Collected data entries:
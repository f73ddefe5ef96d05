use std::marker::PhantomData;

use glam::Vec3;
use orrery_engine::{
    BodyId, EngineError, FrameBuffer, FrameLayout, InputEvent, SceneDefinition, SceneEngine,
    SceneEvent, TextureHandle, TextureSource,
};

/// Collects fetch requests from the engine until the host picks them up.
#[derive(Debug, Default)]
pub struct PendingFetches {
    urls: Vec<String>,
}

impl PendingFetches {
    pub fn take(&mut self) -> Vec<String> {
        std::mem::take(&mut self.urls)
    }
}

impl TextureSource for PendingFetches {
    fn fetch(&mut self, url: &str) {
        self.urls.push(url.to_string());
    }
}

/// Generic scene runner that wires the engine to the browser host.
///
/// Each concrete scene (e.g., `solar-system`) creates a `thread_local!` SceneRunner
/// and exports free functions via `#[wasm_bindgen]`, because wasm-bindgen
/// cannot export generic structs directly.
pub struct SceneRunner<D: SceneDefinition> {
    engine: SceneEngine,
    fetches: PendingFetches,
    frame_buffer: FrameBuffer,
    started: bool,
    _scene: PhantomData<D>,
}

impl<D: SceneDefinition> SceneRunner<D> {
    pub fn new(definition: D) -> Result<Self, EngineError> {
        let engine = SceneEngine::from_definition(&definition)?;
        let layout = FrameLayout::new(engine.catalog().bodies.len());
        Ok(Self {
            engine,
            fetches: PendingFetches::default(),
            frame_buffer: FrameBuffer::new(layout),
            started: false,
            _scene: PhantomData,
        })
    }

    /// Begin preloading. Requested URLs become available through [`Self::take_fetches`].
    pub fn start(&mut self) {
        if self.started {
            return;
        }
        self.started = true;
        self.engine.start_preload(&mut self.fetches);
        self.write_progress();
    }

    /// Run one host frame and repack the frame buffer.
    pub fn tick(&mut self, dt: f32) {
        if let Some(frame) = self.engine.tick(dt) {
            self.frame_buffer.write_frame(frame);
        }
        self.write_progress();
    }

    pub fn push_input(&mut self, event: InputEvent) {
        self.engine.push_input(event);
    }

    pub fn pointer_over(&mut self, body: u32) {
        self.push_input(InputEvent::PointerOver { body: BodyId(body) });
    }

    pub fn pointer_out(&mut self, body: u32) {
        self.push_input(InputEvent::PointerOut { body: BodyId(body) });
    }

    pub fn click(&mut self, body: u32) {
        self.push_input(InputEvent::Click { body: BodyId(body) });
    }

    pub fn select_by_name(&mut self, name: &str) {
        self.push_input(InputEvent::SelectByName { name: name.to_string() });
    }

    pub fn clear_selection(&mut self) {
        self.push_input(InputEvent::ClearSelection);
    }

    /// Pose reported by the host's free camera controls.
    pub fn camera_moved(&mut self, position: [f32; 3], look_target: [f32; 3]) {
        self.push_input(InputEvent::CameraMoved {
            position: Vec3::from_array(position),
            look_target: Vec3::from_array(look_target),
        });
    }

    pub fn take_fetches(&mut self) -> Vec<String> {
        self.fetches.take()
    }

    pub fn texture_loaded(&mut self, url: &str, handle: u32) {
        self.engine.texture_loaded(url, TextureHandle(handle));
        self.write_progress();
    }

    pub fn texture_failed(&mut self, url: &str, reason: &str) {
        log::warn!("texture {url} failed to load: {reason}");
        self.engine.texture_failed(url, reason);
        self.write_progress();
    }

    pub fn surface_lost(&mut self) -> bool {
        self.engine.surface_lost()
    }

    pub fn surface_restored(&mut self) {
        self.engine.surface_restored();
    }

    pub fn take_events(&mut self) -> Vec<SceneEvent> {
        self.engine.drain_events()
    }

    /// Drain pending events as a JSON array.
    pub fn take_events_json(&mut self) -> String {
        let events = self.take_events();
        match serde_json::to_string(&events) {
            Ok(json) => json,
            Err(e) => {
                log::error!("failed to encode {} scene event(s): {e}", events.len());
                "[]".to_string()
            }
        }
    }

    pub fn teardown(&mut self) {
        self.engine.teardown();
    }

    fn write_progress(&mut self) {
        let status = self.engine.status();
        self.frame_buffer.write_progress(status.loaded, status.total);
    }

    // ---- Accessors read by the host ----

    pub fn frame_ptr(&self) -> *const f32 {
        self.frame_buffer.as_ptr()
    }

    pub fn frame_slice(&self) -> &[f32] {
        self.frame_buffer.as_slice()
    }

    pub fn buffer_total_floats(&self) -> u32 {
        self.frame_buffer.layout().buffer_total_floats as u32
    }

    pub fn max_bodies(&self) -> u32 {
        self.frame_buffer.layout().max_bodies as u32
    }

    pub fn generation(&self) -> u32 {
        self.engine.generation()
    }

    pub fn status_message(&self) -> String {
        self.engine.status().message.clone()
    }

    pub fn is_ready(&self) -> bool {
        self.engine.scene().is_some()
    }
}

Work task: The response should be an exact copy of all the records above.

Written answer:
repository f73ddefe5ef96d05
use std::marker::PhantomData;

use glam::Vec3;
use orrery_engine::{
    BodyId, EngineError, FrameBuffer, FrameLayout, InputEvent, SceneDefinition, SceneEngine,
    SceneEvent, TextureHandle, TextureSource,
};

/// Collects fetch requests from the engine until the host picks them up.
#[derive(Debug, Default)]
pub struct PendingFetches {
    urls: Vec<String>,
}

impl PendingFetches {
    pub fn take(&mut self) -> Vec<String> {
        std::mem::take(&mut self.urls)
    }
}

impl TextureSource for PendingFetches {
    fn fetch(&mut self, url: &str) {
        self.urls.push(url.to_string());
    }
}

/// Generic scene runner that wires the engine to the browser host.
///
/// Each concrete scene (e.g., `solar-system`) creates a `thread_local!` SceneRunner
/// and exports free functions via `#[wasm_bindgen]`, because wasm-bindgen
/// cannot export generic structs directly.
pub struct SceneRunner<D: SceneDefinition> {
    engine: SceneEngine,
    fetches: PendingFetches,
    frame_buffer: FrameBuffer,
    started: bool,
    _scene: PhantomData<D>,
}

impl<D: SceneDefinition> SceneRunner<D> {
    pub fn new(definition: D) -> Result<Self, EngineError> {
        let engine = SceneEngine::from_definition(&definition)?;
        let layout = FrameLayout::new(engine.catalog().bodies.len());
        Ok(Self {
            engine,
            fetches: PendingFetches::default(),
            frame_buffer: FrameBuffer::new(layout),
            started: false,
            _scene: PhantomData,
        })
    }

    /// Begin preloading. Requested URLs become available through [`Self::take_fetches`].
    pub fn start(&mut self) {
        if self.started {
            return;
        }
        self.started = true;
        self.engine.start_preload(&mut self.fetches);
        self.write_progress();
    }

    /// Run one host frame and repack the frame buffer.
    pub fn tick(&mut self, dt: f32) {
        if let Some(frame) = self.engine.tick(dt) {
            self.frame_buffer.write_frame(frame);
        }
        self.write_progress();
    }

    pub fn push_input(&mut self, event: InputEvent) {
        self.engine.push_input(event);
    }

    pub fn pointer_over(&mut self, body: u32) {
        self.push_input(InputEvent::PointerOver { body: BodyId(body) });
    }

    pub fn pointer_out(&mut self, body: u32) {
        self.push_input(InputEvent::PointerOut { body: BodyId(body) });
    }

    pub fn click(&mut self, body: u32) {
        self.push_input(InputEvent::Click { body: BodyId(body) });
    }

    pub fn select_by_name(&mut self, name: &str) {
        self.push_input(InputEvent::SelectByName { name: name.to_string() });
    }

    pub fn clear_selection(&mut self) {
        self.push_input(InputEvent::ClearSelection);
    }

    /// Pose reported by the host's free camera controls.
    pub fn camera_moved(&mut self, position: [f32; 3], look_target: [f32; 3]) {
        self.push_input(InputEvent::CameraMoved {
            position: Vec3::from_array(position),
            look_target: Vec3::from_array(look_target),
        });
    }

    pub fn take_fetches(&mut self) -> Vec<String> {
        self.fetches.take()
    }

    pub fn texture_loaded(&mut self, url: &str, handle: u32) {
        self.engine.texture_loaded(url, TextureHandle(handle));
        self.write_progress();
    }

    pub fn texture_failed(&mut self, url: &str, reason: &str) {
        log::warn!("texture {url} failed to load: {reason}");
        self.engine.texture_failed(url, reason);
        self.write_progress();
    }

    pub fn surface_lost(&mut self) -> bool {
        self.engine.surface_lost()
    }

    pub fn surface_restored(&mut self) {
        self.engine.surface_restored();
    }

    pub fn take_events(&mut self) -> Vec<SceneEvent> {
        self.engine.drain_events()
    }

    /// Drain pending events as a JSON array.
    pub fn take_events_json(&mut self) -> String {
        let events = self.take_events();
        match serde_json::to_string(&events) {
            Ok(json) => json,
            Err(e) => {
                log::error!("failed to encode {} scene event(s): {e}", events.len());
                "[]".to_string()
            }
        }
    }

    pub fn teardown(&mut self) {
        self.engine.teardown();
    }

    fn write_progress(&mut self) {
        let status = self.engine.status();
        self.frame_buffer.write_progress(status.loaded, status.total);
    }

    // ---- Accessors read by the host ----

    pub fn frame_ptr(&self) -> *const f32 {
        self.frame_buffer.as_ptr()
    }

    pub fn frame_slice(&self) -> &[f32] {
        self.frame_buffer.as_slice()
    }

    pub fn buffer_total_floats(&self) -> u32 {
        self.frame_buffer.layout().buffer_total_floats as u32
    }

    pub fn max_bodies(&self) -> u32 {
        self.frame_buffer.layout().max_bodies as u32
    }

    pub fn generation(&self) -> u32 {
        self.engine.generation()
    }

    pub fn status_message(&self) -> String {
        self.engine.status().message.clone()
    }

    pub fn is_ready(&self) -> bool {
        self.engine.scene().is_some()
    }
}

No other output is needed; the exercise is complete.